DATASET ENTRIES:
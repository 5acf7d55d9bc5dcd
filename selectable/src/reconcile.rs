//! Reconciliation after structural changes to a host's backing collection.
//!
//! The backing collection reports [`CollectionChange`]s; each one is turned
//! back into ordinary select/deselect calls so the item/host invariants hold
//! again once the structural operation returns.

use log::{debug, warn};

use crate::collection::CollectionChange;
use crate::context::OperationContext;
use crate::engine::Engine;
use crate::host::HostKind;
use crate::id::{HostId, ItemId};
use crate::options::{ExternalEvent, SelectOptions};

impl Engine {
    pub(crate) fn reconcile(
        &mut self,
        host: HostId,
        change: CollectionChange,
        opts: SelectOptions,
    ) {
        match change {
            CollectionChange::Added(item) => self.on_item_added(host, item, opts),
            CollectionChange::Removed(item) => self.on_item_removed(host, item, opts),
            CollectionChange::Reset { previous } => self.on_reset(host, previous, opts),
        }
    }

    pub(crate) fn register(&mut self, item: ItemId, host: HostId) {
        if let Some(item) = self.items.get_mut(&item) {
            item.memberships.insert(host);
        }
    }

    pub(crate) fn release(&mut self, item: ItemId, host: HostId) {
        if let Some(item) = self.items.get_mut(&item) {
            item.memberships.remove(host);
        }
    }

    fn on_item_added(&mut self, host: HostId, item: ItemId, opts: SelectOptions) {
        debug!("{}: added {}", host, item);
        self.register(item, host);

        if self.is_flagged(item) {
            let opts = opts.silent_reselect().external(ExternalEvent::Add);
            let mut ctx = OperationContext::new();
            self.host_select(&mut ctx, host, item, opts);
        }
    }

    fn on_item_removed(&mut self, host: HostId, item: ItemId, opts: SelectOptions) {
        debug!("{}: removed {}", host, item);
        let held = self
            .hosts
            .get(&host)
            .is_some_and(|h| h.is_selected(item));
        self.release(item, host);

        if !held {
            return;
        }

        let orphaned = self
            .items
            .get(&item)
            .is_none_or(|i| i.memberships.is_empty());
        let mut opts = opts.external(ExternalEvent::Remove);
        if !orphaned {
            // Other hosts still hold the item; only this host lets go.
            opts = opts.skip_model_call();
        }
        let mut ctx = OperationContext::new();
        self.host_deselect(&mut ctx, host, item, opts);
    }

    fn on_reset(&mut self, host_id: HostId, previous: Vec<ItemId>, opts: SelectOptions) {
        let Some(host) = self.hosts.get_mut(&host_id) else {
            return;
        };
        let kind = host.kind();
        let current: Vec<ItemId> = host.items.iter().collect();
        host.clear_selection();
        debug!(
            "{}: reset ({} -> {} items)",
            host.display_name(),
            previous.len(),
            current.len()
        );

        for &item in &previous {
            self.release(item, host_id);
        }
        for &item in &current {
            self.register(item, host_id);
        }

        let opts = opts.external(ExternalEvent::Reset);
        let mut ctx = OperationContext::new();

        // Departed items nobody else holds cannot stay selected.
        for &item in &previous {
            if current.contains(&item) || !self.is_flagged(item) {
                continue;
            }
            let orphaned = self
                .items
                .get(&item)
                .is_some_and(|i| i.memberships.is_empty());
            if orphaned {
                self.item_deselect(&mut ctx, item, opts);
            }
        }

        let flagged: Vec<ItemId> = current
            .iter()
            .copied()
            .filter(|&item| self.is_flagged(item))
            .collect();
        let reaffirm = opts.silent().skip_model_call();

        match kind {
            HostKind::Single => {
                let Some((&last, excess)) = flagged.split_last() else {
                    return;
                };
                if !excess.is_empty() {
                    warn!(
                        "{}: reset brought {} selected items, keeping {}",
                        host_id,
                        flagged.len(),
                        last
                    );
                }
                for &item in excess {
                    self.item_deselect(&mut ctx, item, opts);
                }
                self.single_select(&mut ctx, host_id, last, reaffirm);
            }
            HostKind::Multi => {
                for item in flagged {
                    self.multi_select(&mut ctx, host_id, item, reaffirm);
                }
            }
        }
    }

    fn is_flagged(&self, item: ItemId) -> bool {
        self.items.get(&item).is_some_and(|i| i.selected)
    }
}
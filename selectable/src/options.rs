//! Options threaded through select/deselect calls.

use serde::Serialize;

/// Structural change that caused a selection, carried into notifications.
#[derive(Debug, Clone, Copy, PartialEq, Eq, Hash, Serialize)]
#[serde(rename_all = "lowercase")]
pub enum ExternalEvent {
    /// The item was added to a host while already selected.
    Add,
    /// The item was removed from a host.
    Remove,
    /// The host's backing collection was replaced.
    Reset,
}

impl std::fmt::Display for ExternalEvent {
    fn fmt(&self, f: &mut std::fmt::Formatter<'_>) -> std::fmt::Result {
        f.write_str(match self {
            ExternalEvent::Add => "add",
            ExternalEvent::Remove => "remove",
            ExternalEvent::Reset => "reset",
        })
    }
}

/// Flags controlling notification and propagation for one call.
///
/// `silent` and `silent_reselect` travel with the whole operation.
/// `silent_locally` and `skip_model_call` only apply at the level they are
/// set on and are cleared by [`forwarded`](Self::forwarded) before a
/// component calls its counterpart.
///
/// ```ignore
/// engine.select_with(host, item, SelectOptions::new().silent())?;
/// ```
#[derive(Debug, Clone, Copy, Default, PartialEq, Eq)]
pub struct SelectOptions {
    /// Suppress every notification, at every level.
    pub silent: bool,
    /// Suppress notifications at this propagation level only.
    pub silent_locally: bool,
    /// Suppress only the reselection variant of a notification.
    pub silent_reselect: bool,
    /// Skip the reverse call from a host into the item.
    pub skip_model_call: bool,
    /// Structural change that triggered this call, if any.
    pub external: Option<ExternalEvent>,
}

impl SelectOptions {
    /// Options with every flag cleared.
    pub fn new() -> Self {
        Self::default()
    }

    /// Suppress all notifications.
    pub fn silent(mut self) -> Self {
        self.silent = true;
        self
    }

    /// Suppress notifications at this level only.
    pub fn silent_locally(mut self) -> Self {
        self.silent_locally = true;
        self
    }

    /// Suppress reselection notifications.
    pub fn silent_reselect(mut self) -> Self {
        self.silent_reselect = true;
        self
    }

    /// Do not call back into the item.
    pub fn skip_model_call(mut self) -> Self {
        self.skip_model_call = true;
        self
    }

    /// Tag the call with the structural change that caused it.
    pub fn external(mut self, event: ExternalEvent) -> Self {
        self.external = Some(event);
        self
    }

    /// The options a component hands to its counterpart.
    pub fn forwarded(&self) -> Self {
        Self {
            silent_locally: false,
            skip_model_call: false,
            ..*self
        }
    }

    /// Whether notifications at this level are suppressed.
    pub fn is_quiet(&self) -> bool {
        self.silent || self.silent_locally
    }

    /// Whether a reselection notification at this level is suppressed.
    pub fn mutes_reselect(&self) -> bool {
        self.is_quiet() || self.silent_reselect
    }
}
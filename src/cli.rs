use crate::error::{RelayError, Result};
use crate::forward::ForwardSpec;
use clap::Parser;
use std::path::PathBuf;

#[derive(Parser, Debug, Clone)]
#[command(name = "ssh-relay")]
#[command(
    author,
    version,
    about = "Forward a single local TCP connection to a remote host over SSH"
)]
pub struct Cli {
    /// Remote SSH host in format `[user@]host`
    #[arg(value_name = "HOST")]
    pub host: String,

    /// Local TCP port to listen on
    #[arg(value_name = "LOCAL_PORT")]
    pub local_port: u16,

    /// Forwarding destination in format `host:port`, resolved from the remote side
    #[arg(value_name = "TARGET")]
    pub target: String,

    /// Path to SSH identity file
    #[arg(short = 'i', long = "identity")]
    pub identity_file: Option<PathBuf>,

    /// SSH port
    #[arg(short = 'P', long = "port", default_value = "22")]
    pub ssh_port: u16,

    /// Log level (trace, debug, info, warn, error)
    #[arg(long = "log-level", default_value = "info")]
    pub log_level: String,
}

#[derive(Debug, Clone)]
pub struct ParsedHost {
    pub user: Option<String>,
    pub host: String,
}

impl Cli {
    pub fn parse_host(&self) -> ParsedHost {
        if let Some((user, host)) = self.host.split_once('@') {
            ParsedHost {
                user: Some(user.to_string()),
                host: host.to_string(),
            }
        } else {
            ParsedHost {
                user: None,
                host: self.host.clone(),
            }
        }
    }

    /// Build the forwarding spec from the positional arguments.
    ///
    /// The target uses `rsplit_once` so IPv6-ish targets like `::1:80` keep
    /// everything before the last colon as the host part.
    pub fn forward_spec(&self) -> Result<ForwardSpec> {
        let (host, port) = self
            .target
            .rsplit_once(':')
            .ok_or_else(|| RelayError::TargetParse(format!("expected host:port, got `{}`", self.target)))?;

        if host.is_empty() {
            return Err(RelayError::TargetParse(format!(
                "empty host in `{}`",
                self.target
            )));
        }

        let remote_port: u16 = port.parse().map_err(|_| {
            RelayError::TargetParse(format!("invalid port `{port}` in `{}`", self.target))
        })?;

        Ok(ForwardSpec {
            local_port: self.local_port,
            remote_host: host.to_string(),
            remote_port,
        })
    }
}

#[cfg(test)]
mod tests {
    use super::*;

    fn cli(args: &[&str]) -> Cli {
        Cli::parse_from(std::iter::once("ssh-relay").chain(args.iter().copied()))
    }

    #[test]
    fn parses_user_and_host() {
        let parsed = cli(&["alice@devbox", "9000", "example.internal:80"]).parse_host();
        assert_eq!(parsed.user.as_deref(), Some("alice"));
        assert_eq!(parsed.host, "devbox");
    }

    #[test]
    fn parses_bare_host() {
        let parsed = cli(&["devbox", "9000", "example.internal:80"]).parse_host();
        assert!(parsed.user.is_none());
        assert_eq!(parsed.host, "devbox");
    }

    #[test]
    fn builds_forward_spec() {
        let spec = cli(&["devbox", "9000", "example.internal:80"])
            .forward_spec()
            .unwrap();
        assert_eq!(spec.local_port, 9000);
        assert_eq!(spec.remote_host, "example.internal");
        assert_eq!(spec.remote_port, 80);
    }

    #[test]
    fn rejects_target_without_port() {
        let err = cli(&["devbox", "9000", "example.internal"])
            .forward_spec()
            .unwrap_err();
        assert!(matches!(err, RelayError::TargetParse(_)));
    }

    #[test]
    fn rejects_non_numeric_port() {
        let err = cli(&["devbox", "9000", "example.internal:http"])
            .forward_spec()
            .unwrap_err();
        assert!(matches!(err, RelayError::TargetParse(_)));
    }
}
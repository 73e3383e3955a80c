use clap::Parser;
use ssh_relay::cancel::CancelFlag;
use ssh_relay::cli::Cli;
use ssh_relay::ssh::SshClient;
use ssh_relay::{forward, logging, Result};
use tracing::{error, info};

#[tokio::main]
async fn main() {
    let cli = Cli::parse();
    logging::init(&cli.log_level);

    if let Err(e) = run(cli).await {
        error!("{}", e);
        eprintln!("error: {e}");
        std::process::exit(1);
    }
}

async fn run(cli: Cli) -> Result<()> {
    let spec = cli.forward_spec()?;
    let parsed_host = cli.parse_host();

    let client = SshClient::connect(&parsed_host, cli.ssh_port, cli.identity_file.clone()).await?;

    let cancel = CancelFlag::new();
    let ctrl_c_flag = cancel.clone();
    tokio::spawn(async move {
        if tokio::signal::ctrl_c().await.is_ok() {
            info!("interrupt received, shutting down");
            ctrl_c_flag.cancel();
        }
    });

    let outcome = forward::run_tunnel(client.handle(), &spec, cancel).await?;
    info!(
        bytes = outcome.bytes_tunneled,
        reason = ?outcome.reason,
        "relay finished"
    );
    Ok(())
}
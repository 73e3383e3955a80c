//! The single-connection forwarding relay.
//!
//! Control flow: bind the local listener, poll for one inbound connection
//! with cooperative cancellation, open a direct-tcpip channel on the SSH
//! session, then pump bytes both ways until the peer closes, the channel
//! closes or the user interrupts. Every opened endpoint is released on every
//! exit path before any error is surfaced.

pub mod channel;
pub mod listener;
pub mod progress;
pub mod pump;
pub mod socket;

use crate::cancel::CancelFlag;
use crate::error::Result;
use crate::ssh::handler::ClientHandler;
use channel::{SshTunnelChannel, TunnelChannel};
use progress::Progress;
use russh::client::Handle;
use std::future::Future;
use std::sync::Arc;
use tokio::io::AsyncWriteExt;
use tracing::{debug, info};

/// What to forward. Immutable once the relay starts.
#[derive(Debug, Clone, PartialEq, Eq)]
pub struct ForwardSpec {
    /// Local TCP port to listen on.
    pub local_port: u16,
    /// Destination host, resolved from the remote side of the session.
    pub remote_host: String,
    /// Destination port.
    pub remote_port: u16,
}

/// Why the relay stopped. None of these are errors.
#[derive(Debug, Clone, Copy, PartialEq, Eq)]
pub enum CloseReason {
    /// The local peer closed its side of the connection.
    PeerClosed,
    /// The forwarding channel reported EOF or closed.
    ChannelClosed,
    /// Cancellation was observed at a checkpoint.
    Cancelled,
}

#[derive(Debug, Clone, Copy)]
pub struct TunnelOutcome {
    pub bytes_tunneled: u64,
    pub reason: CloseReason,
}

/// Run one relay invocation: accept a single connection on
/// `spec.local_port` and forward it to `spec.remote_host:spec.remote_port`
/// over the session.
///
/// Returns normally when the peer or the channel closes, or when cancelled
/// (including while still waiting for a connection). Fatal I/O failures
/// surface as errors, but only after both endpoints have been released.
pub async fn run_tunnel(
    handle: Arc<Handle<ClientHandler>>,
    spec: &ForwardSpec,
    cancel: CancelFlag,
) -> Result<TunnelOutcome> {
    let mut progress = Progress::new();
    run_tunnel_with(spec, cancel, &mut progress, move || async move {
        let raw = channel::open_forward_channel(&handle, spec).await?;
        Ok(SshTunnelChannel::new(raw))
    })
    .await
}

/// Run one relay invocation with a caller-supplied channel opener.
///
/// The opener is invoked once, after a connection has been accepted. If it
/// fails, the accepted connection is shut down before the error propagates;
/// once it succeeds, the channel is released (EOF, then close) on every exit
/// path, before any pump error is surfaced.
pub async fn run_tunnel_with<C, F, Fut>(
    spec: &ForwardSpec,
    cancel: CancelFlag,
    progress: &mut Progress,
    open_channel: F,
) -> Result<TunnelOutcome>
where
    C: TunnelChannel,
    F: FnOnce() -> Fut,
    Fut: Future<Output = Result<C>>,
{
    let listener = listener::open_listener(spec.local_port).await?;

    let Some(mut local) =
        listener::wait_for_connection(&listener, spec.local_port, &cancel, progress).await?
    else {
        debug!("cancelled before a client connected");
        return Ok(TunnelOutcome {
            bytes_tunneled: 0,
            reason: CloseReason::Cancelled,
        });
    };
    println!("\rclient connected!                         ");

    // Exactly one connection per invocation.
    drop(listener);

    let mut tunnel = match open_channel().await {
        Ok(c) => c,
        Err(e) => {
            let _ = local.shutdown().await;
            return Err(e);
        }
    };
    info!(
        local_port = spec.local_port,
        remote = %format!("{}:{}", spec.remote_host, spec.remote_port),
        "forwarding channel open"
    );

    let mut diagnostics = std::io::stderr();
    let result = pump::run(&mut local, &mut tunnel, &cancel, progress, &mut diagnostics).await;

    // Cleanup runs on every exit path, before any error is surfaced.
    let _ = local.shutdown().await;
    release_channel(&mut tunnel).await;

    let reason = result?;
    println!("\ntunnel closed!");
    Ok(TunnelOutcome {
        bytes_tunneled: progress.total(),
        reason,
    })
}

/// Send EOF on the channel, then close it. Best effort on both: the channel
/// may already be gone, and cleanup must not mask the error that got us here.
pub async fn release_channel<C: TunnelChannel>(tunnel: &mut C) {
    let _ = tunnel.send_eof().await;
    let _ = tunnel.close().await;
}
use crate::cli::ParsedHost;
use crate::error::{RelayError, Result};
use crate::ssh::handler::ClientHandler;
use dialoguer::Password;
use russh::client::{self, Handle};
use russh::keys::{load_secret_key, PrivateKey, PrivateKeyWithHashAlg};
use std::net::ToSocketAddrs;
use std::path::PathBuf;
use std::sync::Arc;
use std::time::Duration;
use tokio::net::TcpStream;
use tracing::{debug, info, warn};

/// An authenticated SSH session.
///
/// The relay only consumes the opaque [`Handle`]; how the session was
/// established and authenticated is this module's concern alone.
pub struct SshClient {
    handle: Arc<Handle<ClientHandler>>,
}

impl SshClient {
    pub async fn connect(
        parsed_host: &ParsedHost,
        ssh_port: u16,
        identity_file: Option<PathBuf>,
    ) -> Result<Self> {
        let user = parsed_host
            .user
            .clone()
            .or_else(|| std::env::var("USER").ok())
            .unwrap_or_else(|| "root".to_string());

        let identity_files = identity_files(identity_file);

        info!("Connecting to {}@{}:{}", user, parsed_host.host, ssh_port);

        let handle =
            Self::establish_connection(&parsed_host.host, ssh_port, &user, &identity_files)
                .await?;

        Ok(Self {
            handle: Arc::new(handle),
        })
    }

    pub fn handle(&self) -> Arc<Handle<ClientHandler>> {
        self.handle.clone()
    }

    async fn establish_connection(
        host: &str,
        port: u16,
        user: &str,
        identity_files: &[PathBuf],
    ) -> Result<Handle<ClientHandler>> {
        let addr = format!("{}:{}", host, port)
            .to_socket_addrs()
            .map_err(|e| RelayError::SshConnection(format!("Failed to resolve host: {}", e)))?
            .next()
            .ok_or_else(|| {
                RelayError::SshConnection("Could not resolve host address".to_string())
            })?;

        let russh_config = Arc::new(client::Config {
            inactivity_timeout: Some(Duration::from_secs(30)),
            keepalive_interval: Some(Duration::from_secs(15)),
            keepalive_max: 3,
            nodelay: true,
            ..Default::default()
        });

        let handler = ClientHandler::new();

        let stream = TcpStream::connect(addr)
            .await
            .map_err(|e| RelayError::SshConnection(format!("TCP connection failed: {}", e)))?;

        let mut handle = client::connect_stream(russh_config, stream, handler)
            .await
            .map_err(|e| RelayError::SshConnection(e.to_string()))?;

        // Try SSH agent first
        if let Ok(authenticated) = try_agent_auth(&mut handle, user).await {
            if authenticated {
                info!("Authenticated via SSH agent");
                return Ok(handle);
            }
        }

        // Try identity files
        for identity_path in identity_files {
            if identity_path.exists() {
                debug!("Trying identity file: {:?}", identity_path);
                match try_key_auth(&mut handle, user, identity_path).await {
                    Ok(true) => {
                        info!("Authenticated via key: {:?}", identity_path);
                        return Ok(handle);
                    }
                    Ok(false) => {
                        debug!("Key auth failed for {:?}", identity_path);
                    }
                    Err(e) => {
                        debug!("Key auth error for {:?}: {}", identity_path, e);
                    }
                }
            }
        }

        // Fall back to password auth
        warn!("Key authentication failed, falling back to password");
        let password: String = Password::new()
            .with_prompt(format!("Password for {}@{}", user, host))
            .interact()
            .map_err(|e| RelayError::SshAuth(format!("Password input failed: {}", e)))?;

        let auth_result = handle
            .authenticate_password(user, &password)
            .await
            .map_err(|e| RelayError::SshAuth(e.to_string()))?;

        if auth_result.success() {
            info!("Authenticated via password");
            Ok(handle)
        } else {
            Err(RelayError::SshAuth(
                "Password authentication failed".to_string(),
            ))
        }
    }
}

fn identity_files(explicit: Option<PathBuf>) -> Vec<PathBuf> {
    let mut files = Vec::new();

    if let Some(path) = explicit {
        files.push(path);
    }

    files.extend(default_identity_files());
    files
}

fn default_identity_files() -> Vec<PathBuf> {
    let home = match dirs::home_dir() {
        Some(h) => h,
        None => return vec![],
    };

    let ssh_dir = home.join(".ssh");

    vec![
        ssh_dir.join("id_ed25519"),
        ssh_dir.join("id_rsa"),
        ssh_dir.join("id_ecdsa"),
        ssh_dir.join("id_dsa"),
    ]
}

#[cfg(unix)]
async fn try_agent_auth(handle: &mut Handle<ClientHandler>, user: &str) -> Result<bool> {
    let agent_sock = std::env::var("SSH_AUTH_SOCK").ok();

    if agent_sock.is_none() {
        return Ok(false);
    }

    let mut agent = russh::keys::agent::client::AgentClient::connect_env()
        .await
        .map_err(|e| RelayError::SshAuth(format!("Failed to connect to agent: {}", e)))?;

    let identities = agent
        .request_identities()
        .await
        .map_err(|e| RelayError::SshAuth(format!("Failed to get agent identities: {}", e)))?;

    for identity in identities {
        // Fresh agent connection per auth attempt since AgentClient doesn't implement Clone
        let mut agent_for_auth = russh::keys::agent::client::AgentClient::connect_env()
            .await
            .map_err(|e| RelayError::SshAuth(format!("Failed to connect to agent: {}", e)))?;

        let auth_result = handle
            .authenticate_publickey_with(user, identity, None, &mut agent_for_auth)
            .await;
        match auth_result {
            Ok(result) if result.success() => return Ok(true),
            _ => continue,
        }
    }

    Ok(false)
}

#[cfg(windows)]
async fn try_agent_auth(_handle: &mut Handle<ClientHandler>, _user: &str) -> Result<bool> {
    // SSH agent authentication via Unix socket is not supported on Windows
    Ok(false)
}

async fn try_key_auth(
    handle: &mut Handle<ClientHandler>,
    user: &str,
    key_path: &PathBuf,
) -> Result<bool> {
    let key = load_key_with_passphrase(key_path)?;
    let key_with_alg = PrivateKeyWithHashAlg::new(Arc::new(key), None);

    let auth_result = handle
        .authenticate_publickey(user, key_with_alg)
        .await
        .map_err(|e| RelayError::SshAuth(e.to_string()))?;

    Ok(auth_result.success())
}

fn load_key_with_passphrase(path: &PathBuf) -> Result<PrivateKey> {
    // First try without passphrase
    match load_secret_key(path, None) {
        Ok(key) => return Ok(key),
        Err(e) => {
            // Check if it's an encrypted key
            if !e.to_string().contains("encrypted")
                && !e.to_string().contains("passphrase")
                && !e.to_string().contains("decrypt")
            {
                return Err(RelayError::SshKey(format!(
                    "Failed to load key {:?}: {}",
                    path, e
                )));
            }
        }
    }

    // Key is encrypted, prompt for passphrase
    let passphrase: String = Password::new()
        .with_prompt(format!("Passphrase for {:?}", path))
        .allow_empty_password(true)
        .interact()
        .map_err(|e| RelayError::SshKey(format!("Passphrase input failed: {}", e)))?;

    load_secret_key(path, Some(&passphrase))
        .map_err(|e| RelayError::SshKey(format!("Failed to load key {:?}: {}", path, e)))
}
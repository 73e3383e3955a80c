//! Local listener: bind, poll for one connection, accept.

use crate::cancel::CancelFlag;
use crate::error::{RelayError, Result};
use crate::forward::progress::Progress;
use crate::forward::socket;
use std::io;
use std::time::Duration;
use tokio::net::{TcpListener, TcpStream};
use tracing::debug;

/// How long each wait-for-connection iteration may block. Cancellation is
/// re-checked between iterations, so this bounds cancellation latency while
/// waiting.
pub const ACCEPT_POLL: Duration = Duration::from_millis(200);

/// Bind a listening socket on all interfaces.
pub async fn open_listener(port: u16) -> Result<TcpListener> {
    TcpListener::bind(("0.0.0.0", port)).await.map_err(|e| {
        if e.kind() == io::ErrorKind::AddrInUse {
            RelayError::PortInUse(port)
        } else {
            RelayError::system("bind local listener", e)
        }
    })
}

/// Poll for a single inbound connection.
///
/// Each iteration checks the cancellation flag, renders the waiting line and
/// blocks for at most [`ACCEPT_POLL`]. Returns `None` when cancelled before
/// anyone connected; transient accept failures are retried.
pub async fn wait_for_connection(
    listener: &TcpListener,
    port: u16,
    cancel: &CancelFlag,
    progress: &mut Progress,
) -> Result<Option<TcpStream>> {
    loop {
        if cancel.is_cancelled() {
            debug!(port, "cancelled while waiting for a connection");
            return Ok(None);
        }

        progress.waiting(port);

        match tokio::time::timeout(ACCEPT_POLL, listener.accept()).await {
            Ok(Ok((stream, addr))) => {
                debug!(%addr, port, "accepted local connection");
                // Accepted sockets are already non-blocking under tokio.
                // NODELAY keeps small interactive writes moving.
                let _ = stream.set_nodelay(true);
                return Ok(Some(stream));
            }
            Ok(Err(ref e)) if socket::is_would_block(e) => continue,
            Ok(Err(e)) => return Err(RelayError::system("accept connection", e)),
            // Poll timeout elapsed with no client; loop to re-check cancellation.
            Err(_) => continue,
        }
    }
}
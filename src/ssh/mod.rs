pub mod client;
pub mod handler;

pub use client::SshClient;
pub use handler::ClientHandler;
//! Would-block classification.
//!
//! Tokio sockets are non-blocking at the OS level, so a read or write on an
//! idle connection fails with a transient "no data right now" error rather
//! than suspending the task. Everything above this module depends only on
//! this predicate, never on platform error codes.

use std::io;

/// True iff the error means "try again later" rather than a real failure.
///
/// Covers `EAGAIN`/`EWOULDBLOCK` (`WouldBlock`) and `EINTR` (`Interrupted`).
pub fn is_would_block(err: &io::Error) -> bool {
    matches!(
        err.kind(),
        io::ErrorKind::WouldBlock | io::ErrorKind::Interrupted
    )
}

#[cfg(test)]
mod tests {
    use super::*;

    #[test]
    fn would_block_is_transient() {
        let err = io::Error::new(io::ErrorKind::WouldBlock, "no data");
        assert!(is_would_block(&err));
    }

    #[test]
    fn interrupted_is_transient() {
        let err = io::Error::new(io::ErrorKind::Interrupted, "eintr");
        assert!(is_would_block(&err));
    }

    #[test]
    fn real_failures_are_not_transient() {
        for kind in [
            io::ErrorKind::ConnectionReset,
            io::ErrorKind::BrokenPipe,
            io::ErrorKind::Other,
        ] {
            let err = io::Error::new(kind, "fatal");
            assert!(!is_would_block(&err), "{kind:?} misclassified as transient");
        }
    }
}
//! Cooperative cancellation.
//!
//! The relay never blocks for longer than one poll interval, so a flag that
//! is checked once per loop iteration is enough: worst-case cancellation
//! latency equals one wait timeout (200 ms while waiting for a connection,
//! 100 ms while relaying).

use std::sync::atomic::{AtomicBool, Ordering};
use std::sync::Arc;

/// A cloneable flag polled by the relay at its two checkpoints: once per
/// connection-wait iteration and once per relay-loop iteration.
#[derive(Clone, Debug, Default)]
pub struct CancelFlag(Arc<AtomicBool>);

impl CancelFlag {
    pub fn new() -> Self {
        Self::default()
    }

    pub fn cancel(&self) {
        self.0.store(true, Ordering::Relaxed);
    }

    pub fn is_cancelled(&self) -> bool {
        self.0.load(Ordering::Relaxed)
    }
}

EXERCISE GOAL:
Your answer must consist of every line in the listing that contains "after".

WRITTEN SOLUTION:
//! Reconciliation after structural changes to a host's backing collection.
/// surface as errors, but only after both endpoints have been released.
/// The opener is invoked once, after a connection has been accepted. If it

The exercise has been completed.